AI changing biometrics

Source: Deep Learning on Medium


Biometrics has become an integral part of people’s lives due to development of new technologies. What can be called Biometrics 2.0 have also more usage of such technologies as AI, creating new possibilities and value.

In general, biometrics is a system for recognizing people based on one or several physical (or behavioral) characteristics. Typically, the approach of operation of biometric systems is reduced to two main types.

The first is called verification, a comparison test result with a biometric template. This option helps to check if this is the person for whom he/she claims to be.

The second one is identification. After receiving a specific sample, the system is verified with the biometric database to determine the identity.

There are some huge projects based on biometric technology. Perhaps one of the most ambitious is a project implemented by AADHAAR in India.It is a biometric identification system that contains data on more than a billion people.

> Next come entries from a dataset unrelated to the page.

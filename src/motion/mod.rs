//! Motion module for cutter-motion.
//!
//! Provides the per-tick segment interpolation used by the tick driver.

mod line;

pub use line::LineInterpolator;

According to experts of the Acuity Research during the 2018 in the world will be about 3.5 billion electronic documents.

Biometrics 2.0

As the technological development continues, the shift towards contactless methods of biometric recognition can be noticed. In Biometrics 2.0 the contactless methods dominate.

The most notable AI technologies in Biometrics 2.0. are image recognition, machine learning and deep learning and they also contribute to development of new biometric techniques such as vein recognition, facial expressions, ear shape and even chip implantation.

In Russia, biometric technologies are evolving quite rapidly. For example, the largest Russian banks are working with the biometric identification systems, such as customer identification system by voice and pictures.

Face recognition as a service

The Russian AI-company RecFaces could be called the Biometrics 2.0 company. The company uses deep learning in their core business.

RecFaces developed an information platform for multimodal identification, called Id-Me.

The system removes data from cameras and instruments using a capture module (ID-box). It converts the image and sound into a specialized index. RecFaces works simultaneously with several biometric metrics.

On the server, the biometric data is mapped to a database of user profiles or unwanted persons. Recognition is provided by deep learning algorithms.

RecFaces Id-Me biometric platform is designed to suit banks, airports, retail, hotel business, sports organizations, and government agencies.

Banks can use biometrics to increase security. A possible case of an attempt by a fraudster to withdraw money from someone else’s card. An ATM camera connected to Id-Me identifies the face of the person trying to do this. If this information does not coincide with that contained in the database, withdrawals are almost instantly blocked. To use this method of protection, it is not even necessary to equip an ATM with additional equipment.